* Instructions to follow *
Beneath this instruction is a listing. Transcribe from it only the stretch from the line with "创建新的 HTTP 执行器" through the line with "pub async fn get_json<T: DeserializeOwned>(&self, path: &str)", both end lines included, exactly as written.

* Available data *
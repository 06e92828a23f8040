//! HTTP 执行器 - 基础设施层
//!
//! 持有唯一的 `reqwest::Client`，只暴露"发请求"的能力

use crate::config::Config;
use crate::error::{ApiError, AppError, AppResult};
use reqwest::{multipart::Form, RequestBuilder};
use serde::de::DeserializeOwned;
use serde::Serialize;
use serde_json::Value as JsonValue;
use tracing::debug;

/// HTTP 执行器
///
/// 职责：
/// - 持有唯一的 Client 资源、基础地址与令牌
/// - 统一处理状态码与 JSON 解析
/// - 不认识 Administrado / Anteproyecto
pub struct HttpExecutor {
    client: reqwest::Client,
    base_url: String,
    token: String,
}

impl HttpExecutor {
    /// 创建新的 HTTP 执行器
    pub fn new(config: &Config) -> AppResult<Self> {
        let client = reqwest::Client::builder()
            .timeout(config.request_timeout())
            .build()
            .map_err(|e| AppError::api_request_failed("<client-builder>", e))?;

        Ok(Self {
            client,
            base_url: config.api_base_url.trim_end_matches('/').to_string(),
            token: config.api_token.clone(),
        })
    }

    /// 拼接完整地址
    pub fn url(&self, path: &str) -> String {
        format!("{}/{}", self.base_url, path.trim_start_matches('/'))
    }

    pub async fn get_json<T: DeserializeOwned>(&self, path: &str) -> AppResult<T> {
        let request = self.client.get(self.url(path));
        self.send(path, request).await
    }

    pub async fn get_json_with_query<T: DeserializeOwned>(
        &self,
        path: &str,
        query: &[(&str, &str)],
    ) -> AppResult<T> {
        let request = self.client.get(self.url(path)).query(query);
        self.send(path, request).await
    }

    pub async fn post_json<B, T>(&self, path: &str, body: &B) -> AppResult<T>
    where
        B: Serialize + ?Sized,
        T: DeserializeOwned,
    {
        let request = self.client.post(self.url(path)).json(body);
        self.send(path, request).await
    }

    pub async fn put_json<B, T>(&self, path: &str, body: &B) -> AppResult<T>
    where
        B: Serialize + ?Sized,
        T: DeserializeOwned,
    {
        let request = self.client.put(self.url(path)).json(body);
        self.send(path, request).await
    }

    pub async fn post_multipart<T: DeserializeOwned>(&self, path: &str, form: Form) -> AppResult<T> {
        let request = self.client.post(self.url(path)).multipart(form);
        self.send(path, request).await
    }

    pub async fn delete(&self, path: &str) -> AppResult<()> {
        let request = self.client.delete(self.url(path));
        self.send_raw(path, request).await?;
        Ok(())
    }

    async fn send<T: DeserializeOwned>(&self, endpoint: &str, request: RequestBuilder) -> AppResult<T> {
        let body = self.send_raw(endpoint, request).await?;
        parse_body(endpoint, &body)
    }

    async fn send_raw(&self, endpoint: &str, request: RequestBuilder) -> AppResult<String> {
        let request = if self.token.is_empty() {
            request
        } else {
            request.bearer_auth(&self.token)
        };

        debug!("发送请求: {}", endpoint);

        let response = request
            .send()
            .await
            .map_err(|e| AppError::api_request_failed(endpoint, e))?;

        let status = response.status();
        let body = response
            .text()
            .await
            .map_err(|e| AppError::api_request_failed(endpoint, e))?;

        debug!("响应 {} ({}): {} 字节", endpoint, status, body.len());

        if !status.is_success() {
            return Err(ApiError::BadResponse {
                endpoint: endpoint.to_string(),
                status: status.as_u16(),
                message: extract_message(&body),
            }
            .into());
        }

        Ok(body)
    }
}

/// 解析响应体；支持直接返回对象，也支持 `{ "data": ... }` 包装
pub fn parse_body<T: DeserializeOwned>(endpoint: &str, body: &str) -> AppResult<T> {
    if body.trim().is_empty() {
        return Err(ApiError::EmptyResponse {
            endpoint: endpoint.to_string(),
        }
        .into());
    }

    let value: JsonValue = serde_json::from_str(body)?;

    match serde_json::from_value::<T>(value.clone()) {
        Ok(parsed) => Ok(parsed),
        Err(direct_err) => match value.get("data") {
            Some(data) if !data.is_null() => Ok(serde_json::from_value(data.clone())?),
            Some(_) => Err(ApiError::EmptyResponse {
                endpoint: endpoint.to_string(),
            }
            .into()),
            None => Err(direct_err.into()),
        },
    }
}

/// 从错误响应中提取提示信息
pub fn extract_message(body: &str) -> Option<String> {
    let trimmed = body.trim();
    if trimmed.is_empty() {
        return None;
    }

    if let Ok(value) = serde_json::from_str::<JsonValue>(trimmed) {
        for key in ["message", "detail", "error"] {
            if let Some(msg) = value.get(key).and_then(|v| v.as_str()) {
                return Some(msg.to_string());
            }
        }
    }

    Some(crate::utils::logging::truncate_text(trimmed, 200))
}

#[cfg(test)]
mod tests {
    use super::*;
    use serde::Deserialize;

    #[derive(Debug, Deserialize, PartialEq)]
    struct Record {
        id: String,
    }

    #[test]
    fn test_parse_body_direct_and_wrapped() {
        let direct: Record = parse_body("/x", r#"{"id":"a1"}"#).unwrap();
        let wrapped: Record = parse_body("/x", r#"{"code":200,"data":{"id":"a2"}}"#).unwrap();
        assert_eq!(direct.id, "a1");
        assert_eq!(wrapped.id, "a2");
    }

    #[test]
    fn test_parse_body_empty_and_null_data() {
        let empty = parse_body::<Record>("/x", "  ").unwrap_err();
        let null = parse_body::<Record>("/x", r#"{"data":null}"#).unwrap_err();
        assert!(matches!(empty, AppError::Api(ApiError::EmptyResponse { .. })));
        assert!(matches!(null, AppError::Api(ApiError::EmptyResponse { .. })));
    }

    #[test]
    fn test_extract_message_prefers_json_fields() {
        assert_eq!(
            extract_message(r#"{"detail":"Cliente no encontrado"}"#).as_deref(),
            Some("Cliente no encontrado")
        );
        assert_eq!(extract_message("Bad Gateway").as_deref(), Some("Bad Gateway"));
        assert_eq!(extract_message(""), None);
    }

    #[test]
    fn test_url_joins_without_double_slash() {
        let config = Config {
            api_base_url: "http://municipio.test/api/".to_string(),
            ..Config::default()
        };
        let executor = HttpExecutor::new(&config).unwrap();
        assert_eq!(executor.url("/clients/7"), "http://municipio.test/api/clients/7");
    }
    #[tokio::test]
    async fn test_delete_surfaces_connection_failure() {
        let config = Config {
            api_base_url: "http://127.0.0.1:9".to_string(),
            ..Config::default()
        };
        let executor = HttpExecutor::new(&config).unwrap();
        let err = executor.delete("anteproyectos/1").await.unwrap_err();
        assert!(err.is_retryable());
        assert!(matches!(err, AppError::Api(ApiError::RequestFailed { .. })));
    }
}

* Reply *
    /// 创建新的 HTTP 执行器
    pub fn new(config: &Config) -> AppResult<Self> {
        let client = reqwest::Client::builder()
            .timeout(config.request_timeout())
            .build()
            .map_err(|e| AppError::api_request_failed("<client-builder>", e))?;

        Ok(Self {
            client,
            base_url: config.api_base_url.trim_end_matches('/').to_string(),
            token: config.api_token.clone(),
        })
    }

    /// 拼接完整地址
    pub fn url(&self, path: &str) -> String {
        format!("{}/{}", self.base_url, path.trim_start_matches('/'))
    }

    pub async fn get_json<T: DeserializeOwned>(&self, path: &str) -> AppResult<T> {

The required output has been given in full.